I think, you know, both for getting the first reasoning models working or getting the, you know, larger pre-trained models working, I think we've had like multiple issues like that we've had to work through.

As leaders of the research org, how do you think about what it takes to keep the best talent on your team and on the flip side, creating a very resilient org that doesn't crumble if a key person leaves?

The biggest, I think, things that OpenAI has going for it in terms of keeping the best people motivated and excited is that we are in the business of doing fundamental research, right?

We aren't the type of company that looks around and says, oh, what model did, for example, company X build or what model did company Y build?

You know, we have a fairly clear and crisp definition of what it is we're out to build.

We like innovating at the frontier.

We really don't like copying.

And I think people are inspired by that mission, right?

You are really in the business of discovering new things about the deep learning stack.

And I think we're kind of building something very exciting together.

I think beyond that, a lot of it's creating very good culture.

So we want a good pipeline for training up people to become very good researchers.

We, I think historically have hired the best talent and the most innovative talent.

So I just think we have a very deep bench as well.

And yeah, I think most of our leaders are very inspired by the mission.

And that's what's kept all of them there.

Like when I look at my direct reports, they haven't been affected by the talent wars.

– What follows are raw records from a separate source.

//! Two-sided Mann-Whitney U test for two independent samples.

use std::f64::consts::{PI, SQRT_2};

/// Result of the Mann-Whitney U test.
#[derive(Debug, Clone, Copy, PartialEq)]
pub struct MannWhitneyResult {
    /// The U statistic of the first sample.
    pub statistic: f64,
    /// The two-sided p-value.
    pub p_value: f64,
}

/// How the p-value is computed.
#[derive(Debug, Clone, Copy, PartialEq, Eq)]
pub enum Method {
    /// Exact distribution of U, only valid without ties.
    Exact,
    /// Normal approximation with tie and continuity correction.
    Asymptotic,
}

/// Average ranks of the pooled samples plus the sizes of all tie groups.
fn rank(x: &[f64], y: &[f64]) -> (Vec<f64>, Vec<usize>) {
    let mut pooled = x
        .iter()
        .chain(y.iter())
        .copied()
        .enumerate()
        .collect::<Vec<_>>();
    pooled.sort_by(|(_, a), (_, b)| a.total_cmp(b));

    let mut ranks = vec![0f64; pooled.len()];
    let mut ties = Vec::new();
    let mut start = 0;
    while start < pooled.len() {
        let mut end = start;
        while end < pooled.len() && pooled[end].1 == pooled[start].1 {
            end += 1;
        }
        #[allow(clippy::cast_precision_loss)]
        let avg_rank = (start + 1 + end) as f64 / 2.0;
        for (idx, _) in &pooled[start..end] {
            ranks[*idx] = avg_rank;
        }
        ties.push(end - start);
        start = end;
    }

    (ranks, ties)
}

/// Perform the two-sided test, choosing the exact method for small samples without ties.
///
/// Returns `None` if one of the samples is empty.
pub fn mann_whitney_u(x: &[f64], y: &[f64]) -> Option<MannWhitneyResult> {
    mann_whitney_u_with(x, y, None)
}

/// Perform the two-sided test, optionally forcing the method.
#[allow(clippy::cast_precision_loss)]
#[allow(clippy::cast_possible_truncation)]
#[allow(clippy::cast_sign_loss)]
pub fn mann_whitney_u_with(x: &[f64], y: &[f64], method: Option<Method>) -> Option<MannWhitneyResult> {
    if x.is_empty() || y.is_empty() {
        return None;
    }
    let (n1, n2) = (x.len(), y.len());
    let (ranks, ties) = rank(x, y);

    let r1: f64 = ranks[..n1].iter().sum();
    let u1 = r1 - (n1 * (n1 + 1)) as f64 / 2.0;
    let u2 = (n1 * n2) as f64 - u1;
    let u = u1.max(u2);

    let has_ties = ties.iter().any(|&t| t > 1);
    let method = method.unwrap_or(if has_ties || (n1 > 8 && n2 > 8) {
        Method::Asymptotic
    } else {
        Method::Exact
    });

    let p_value = match method {
        Method::Exact => exact_sf(u.round() as usize, n1, n2),
        Method::Asymptotic => {
            let n = (n1 + n2) as f64;
            let tie_term = ties
                .iter()
                .map(|&t| {
                    let t = t as f64;
                    t * t * t - t
                })
                .sum::<f64>();
            let mu = (n1 * n2) as f64 / 2.0;
            let s = ((n1 * n2) as f64 / 12.0 * ((n + 1.0) - tie_term / (n * (n - 1.0)))).sqrt();
            if s > 0.0 {
                normal_sf((u - mu - 0.5) / s)
            } else {
                1.0
            }
        }
    };

    Some(MannWhitneyResult {
        statistic: u1,
        p_value: (2.0 * p_value).clamp(0.0, 1.0),
    })
}

/// `P(U >= u)` under the null hypothesis for sample sizes `n1` and `n2`.
///
/// The frequencies of U are the coefficients of the Gaussian binomial coefficient, built
/// up factor by factor.
#[allow(clippy::cast_precision_loss)]
fn exact_sf(u: usize, n1: usize, n2: usize) -> f64 {
    let (m, n) = (n1.min(n2), n1.max(n2));
    let max_u = m * n;
    if u > max_u {
        return 0.0;
    }

    let mut freqs = vec![0f64; max_u + 1];
    freqs[0] = 1.0;
    for i in 1..=m {
        let shift = n + i;
        for k in (shift..=max_u).rev() {
            freqs[k] -= freqs[k - shift];
        }
        for k in i..=max_u {
            freqs[k] += freqs[k - i];
        }
    }

    let total: f64 = freqs.iter().sum();
    freqs[u..].iter().sum::<f64>() / total
}

/// Survival function of the standard normal distribution.
fn normal_sf(z: f64) -> f64 {
    0.5 * erfc(z / SQRT_2)
}

/// Complementary error function.
fn erfc(x: f64) -> f64 {
    if x < 0.0 {
        return 2.0 - erfc(-x);
    }
    if x < 3.0 {
        // erf(x) = 2/sqrt(pi) * exp(-x^2) * sum_n (2x^2)^n x / (2n + 1)!!
        let mut term = x;
        let mut sum = x;
        let mut n = 0;
        while term > sum * f64::EPSILON {
            n += 1;
            term *= 2.0 * x * x / f64::from(2 * n + 1);
            sum += term;
        }
        1.0 - 2.0 / PI.sqrt() * (-x * x).exp() * sum
    } else {
        // Continued fraction, evaluated backwards.
        let mut f = x;
        for k in (1..=60).rev() {
            f = x + (f64::from(k) / 2.0) / f;
        }
        (-x * x).exp() / PI.sqrt() / f
    }
}

#[cfg(test)]
mod test {
    use super::{erfc, mann_whitney_u, mann_whitney_u_with, Method};

    #[rstest::rstest]
    #[case(0.0, 1.0)]
    #[case(0.5, 0.479_500_122_186_953_5)]
    #[case(2.5, 0.000_406_952_017_444_958_9)]
    #[case(4.0, 1.541_725_790_028_002e-8)]
    #[case(-1.0, 1.842_700_792_949_715)]
    fn erfc_values(#[case] x: f64, #[case] expected: f64) {
        let actual = erfc(x);
        assert!(
            ((actual - expected) / expected).abs() < 1e-10,
            "erfc({x}) = {actual}"
        );
    }

    #[test]
    fn exact_small_samples() {
        let males = [19.0, 22.0, 16.0, 29.0, 24.0];
        let females = [20.0, 11.0, 17.0, 12.0];

        let result = mann_whitney_u(&males, &females).expect("non-empty samples");

        assert_eq!(result.statistic, 17.0);
        assert!((result.p_value - 1.0 / 9.0).abs() < 1e-12, "{result:?}");
    }

    #[test]
    fn asymptotic_small_samples() {
        let males = [19.0, 22.0, 16.0, 29.0, 24.0];
        let females = [20.0, 11.0, 17.0, 12.0];

        let result = mann_whitney_u_with(&males, &females, Some(Method::Asymptotic))
            .expect("non-empty samples");

        assert_eq!(result.statistic, 17.0);
        assert!(
            (result.p_value - 0.111_346_886_533_140_48).abs() < 1e-9,
            "{result:?}"
        );
    }

    #[test]
    fn asymptotic_with_ties() {
        let x = [0.5, 0.5, 0.75, 1.0, 0.25, 0.6, 0.6, 0.9, 0.3, 0.8];
        let y = [0.2, 0.5, 0.1, 0.3, 0.3, 0.4, 0.0, 0.45, 0.55];

        let result = mann_whitney_u(&x, &y).expect("non-empty samples");

        assert_eq!(result.statistic, 76.0);
        assert!(
            (result.p_value - 0.012_412_203_647_878_12).abs() < 1e-9,
            "{result:?}"
        );
    }

    #[test]
    fn identical_samples_are_not_significant() {
        let result = mann_whitney_u(&[0.5, 0.5, 0.5], &[0.5, 0.5]).expect("non-empty samples");

        assert_eq!(result.statistic, 3.0);
        assert_eq!(result.p_value, 1.0);
    }

    #[test]
    fn empty_sample() {
        assert_eq!(mann_whitney_u(&[], &[1.0]), None);
        assert_eq!(mann_whitney_u(&[1.0], &[]), None);
    }
}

I was chatting with a researcher recently and he was talking about wanting to find the cave dwellers.

And these are often the people who are not posting on social media about their work.

For whatever reason, they may not even be publishing.

They're sort of in the background doing the work.

I don't know if you would agree with this concept, but how do you guys hire for researchers?

And are there any non-obvious ways that you look for talent or attributes that you look for that are non-obvious?

So I think one thing that we look for is having solved hard problems in any field.

A lot of our most successful researchers have started their journey with deep learning at OpenAI and have worked in other fields like physics or computer science, theoretical computer science or finance.

In the past, strong technical fundamentals coupled with the ability, the intent to work on very ambitious problems and actually stick with them.

We don't purely look for who did the most visible work or is the most visible on social media.

As you were talking, I was thinking back to when I was a founder and I was running my own company, we would recruit for great talent engineers.

Many of the attributes you described were ones that were on my mind then.

Elon recently tweeted that he thinks this whole researcher versus engineer distinction is silly.

Is that just a semantic?

Is it just being semantically nitpicky or do you think these two things are more similar than they actually look?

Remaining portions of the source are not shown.